* **Exercise description**
Could you write out the opening lines of the data, word for word, stopping after the line that contains "#[derive(Debug, Default)]"?

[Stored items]

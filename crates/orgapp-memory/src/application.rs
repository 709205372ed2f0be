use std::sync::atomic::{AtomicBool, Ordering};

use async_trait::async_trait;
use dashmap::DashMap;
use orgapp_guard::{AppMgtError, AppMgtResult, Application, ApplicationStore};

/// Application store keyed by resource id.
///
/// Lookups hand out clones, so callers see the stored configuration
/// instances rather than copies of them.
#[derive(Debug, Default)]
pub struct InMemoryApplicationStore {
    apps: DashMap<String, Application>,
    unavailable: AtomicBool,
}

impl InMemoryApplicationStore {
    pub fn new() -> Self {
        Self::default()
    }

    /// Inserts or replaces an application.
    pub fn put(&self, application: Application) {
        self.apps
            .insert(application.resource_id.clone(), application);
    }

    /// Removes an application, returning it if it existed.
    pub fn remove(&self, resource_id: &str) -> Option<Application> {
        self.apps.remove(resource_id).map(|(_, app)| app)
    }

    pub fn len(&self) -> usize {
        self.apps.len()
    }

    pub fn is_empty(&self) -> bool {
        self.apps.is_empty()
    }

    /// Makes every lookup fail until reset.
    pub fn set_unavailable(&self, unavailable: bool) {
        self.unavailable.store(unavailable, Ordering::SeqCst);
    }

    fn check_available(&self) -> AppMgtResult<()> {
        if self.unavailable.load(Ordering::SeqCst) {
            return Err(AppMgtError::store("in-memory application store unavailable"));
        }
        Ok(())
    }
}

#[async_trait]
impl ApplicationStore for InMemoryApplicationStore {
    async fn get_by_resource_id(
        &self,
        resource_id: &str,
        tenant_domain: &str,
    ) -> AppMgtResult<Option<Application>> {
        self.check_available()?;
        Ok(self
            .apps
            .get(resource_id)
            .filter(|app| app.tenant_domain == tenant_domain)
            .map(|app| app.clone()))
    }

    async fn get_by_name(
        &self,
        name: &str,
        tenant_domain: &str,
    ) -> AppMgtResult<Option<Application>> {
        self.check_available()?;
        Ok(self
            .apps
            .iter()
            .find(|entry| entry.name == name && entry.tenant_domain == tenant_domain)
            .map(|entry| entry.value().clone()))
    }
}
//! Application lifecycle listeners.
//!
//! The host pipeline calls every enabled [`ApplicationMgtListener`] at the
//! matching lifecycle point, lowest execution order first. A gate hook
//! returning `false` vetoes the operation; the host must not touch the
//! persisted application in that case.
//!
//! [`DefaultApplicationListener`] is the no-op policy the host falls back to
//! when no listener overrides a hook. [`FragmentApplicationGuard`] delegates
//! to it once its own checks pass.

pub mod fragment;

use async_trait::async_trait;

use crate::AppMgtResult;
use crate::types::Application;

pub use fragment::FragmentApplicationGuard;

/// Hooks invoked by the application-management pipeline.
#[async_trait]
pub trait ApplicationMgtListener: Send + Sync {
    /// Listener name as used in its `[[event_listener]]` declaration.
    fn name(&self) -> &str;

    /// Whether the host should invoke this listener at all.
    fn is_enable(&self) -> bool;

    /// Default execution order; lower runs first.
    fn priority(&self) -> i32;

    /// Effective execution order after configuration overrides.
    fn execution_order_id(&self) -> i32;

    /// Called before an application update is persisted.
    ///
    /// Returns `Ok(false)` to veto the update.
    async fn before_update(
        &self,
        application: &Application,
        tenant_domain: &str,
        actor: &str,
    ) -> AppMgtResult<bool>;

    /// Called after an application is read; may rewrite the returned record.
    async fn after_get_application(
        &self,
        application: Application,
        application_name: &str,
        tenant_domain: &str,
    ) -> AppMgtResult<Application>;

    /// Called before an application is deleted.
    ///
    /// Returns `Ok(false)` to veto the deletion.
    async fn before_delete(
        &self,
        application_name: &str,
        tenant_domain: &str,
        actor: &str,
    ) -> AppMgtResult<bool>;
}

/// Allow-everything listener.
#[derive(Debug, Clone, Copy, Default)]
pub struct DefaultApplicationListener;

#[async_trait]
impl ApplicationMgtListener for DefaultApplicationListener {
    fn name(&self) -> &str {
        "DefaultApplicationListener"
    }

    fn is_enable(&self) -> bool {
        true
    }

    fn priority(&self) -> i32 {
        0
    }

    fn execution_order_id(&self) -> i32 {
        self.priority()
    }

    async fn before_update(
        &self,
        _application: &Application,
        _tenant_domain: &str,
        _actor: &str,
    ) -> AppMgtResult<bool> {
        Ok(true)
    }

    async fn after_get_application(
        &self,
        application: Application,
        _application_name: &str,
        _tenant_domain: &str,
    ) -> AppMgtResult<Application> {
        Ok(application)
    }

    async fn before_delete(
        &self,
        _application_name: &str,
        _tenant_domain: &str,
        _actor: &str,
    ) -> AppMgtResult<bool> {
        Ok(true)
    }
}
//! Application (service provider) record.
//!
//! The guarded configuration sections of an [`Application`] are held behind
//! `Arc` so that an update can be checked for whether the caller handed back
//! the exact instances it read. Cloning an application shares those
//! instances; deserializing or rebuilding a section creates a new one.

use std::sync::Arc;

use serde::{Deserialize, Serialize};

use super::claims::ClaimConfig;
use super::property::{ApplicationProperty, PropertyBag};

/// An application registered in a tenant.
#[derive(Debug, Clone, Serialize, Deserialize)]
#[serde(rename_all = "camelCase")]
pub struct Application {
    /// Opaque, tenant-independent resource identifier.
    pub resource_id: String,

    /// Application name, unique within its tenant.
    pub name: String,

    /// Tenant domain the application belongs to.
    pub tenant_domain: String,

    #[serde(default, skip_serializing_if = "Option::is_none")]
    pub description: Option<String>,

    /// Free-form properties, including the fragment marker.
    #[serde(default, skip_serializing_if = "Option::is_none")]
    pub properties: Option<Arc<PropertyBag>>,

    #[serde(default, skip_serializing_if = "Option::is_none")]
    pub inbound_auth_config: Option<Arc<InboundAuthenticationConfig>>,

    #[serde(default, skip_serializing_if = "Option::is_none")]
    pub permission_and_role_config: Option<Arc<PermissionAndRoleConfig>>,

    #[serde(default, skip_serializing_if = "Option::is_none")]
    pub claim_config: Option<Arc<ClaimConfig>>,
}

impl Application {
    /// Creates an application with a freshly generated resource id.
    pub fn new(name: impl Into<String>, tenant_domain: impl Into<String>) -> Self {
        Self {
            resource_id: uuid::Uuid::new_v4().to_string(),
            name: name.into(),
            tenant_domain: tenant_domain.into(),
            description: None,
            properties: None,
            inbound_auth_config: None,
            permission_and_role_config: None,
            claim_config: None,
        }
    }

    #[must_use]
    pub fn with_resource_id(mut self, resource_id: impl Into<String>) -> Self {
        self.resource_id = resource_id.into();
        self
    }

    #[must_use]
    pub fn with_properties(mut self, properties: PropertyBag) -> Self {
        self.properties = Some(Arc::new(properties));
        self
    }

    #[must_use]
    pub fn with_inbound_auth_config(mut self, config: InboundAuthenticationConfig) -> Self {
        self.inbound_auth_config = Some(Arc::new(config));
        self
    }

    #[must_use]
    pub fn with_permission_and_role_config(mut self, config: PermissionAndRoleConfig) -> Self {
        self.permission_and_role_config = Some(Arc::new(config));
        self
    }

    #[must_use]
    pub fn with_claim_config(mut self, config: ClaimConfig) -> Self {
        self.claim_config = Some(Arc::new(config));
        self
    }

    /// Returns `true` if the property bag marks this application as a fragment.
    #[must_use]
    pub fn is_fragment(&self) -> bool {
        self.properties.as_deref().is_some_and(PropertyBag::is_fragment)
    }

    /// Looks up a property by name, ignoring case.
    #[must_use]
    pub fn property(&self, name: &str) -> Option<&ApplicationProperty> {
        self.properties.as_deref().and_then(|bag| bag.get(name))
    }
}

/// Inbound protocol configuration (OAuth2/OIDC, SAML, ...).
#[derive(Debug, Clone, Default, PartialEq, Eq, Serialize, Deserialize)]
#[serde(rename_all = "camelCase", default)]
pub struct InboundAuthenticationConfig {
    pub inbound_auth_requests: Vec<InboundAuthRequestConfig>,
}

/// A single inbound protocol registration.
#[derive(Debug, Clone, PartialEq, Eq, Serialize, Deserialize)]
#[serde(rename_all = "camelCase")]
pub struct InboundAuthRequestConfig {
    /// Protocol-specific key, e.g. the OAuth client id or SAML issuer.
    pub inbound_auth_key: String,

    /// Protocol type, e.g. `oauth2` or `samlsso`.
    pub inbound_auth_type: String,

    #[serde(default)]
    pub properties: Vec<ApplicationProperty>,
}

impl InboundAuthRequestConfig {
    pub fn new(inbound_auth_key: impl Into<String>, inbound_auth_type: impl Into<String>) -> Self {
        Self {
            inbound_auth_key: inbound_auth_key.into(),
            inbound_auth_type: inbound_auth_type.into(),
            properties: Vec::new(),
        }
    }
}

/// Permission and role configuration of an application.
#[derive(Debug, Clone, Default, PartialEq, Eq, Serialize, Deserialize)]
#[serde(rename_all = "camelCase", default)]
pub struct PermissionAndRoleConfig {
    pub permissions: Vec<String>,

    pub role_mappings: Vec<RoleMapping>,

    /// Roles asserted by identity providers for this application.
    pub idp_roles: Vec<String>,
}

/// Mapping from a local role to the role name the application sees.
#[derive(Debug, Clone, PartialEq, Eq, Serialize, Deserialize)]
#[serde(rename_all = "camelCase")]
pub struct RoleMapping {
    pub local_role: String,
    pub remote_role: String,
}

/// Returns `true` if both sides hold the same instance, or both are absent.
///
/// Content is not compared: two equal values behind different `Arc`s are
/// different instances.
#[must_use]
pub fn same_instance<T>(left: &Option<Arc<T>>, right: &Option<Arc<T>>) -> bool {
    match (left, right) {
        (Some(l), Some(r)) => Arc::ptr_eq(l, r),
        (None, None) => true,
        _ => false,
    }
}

* **Worked solution**
filename crates/orgapp-memory/src/application.rs
repository 709205372ed2f0be
use std::sync::atomic::{AtomicBool, Ordering};

use async_trait::async_trait;
use dashmap::DashMap;
use orgapp_guard::{AppMgtError, AppMgtResult, Application, ApplicationStore};

/// Application store keyed by resource id.
///
/// Lookups hand out clones, so callers see the stored configuration
/// instances rather than copies of them.
#[derive(Debug, Default)]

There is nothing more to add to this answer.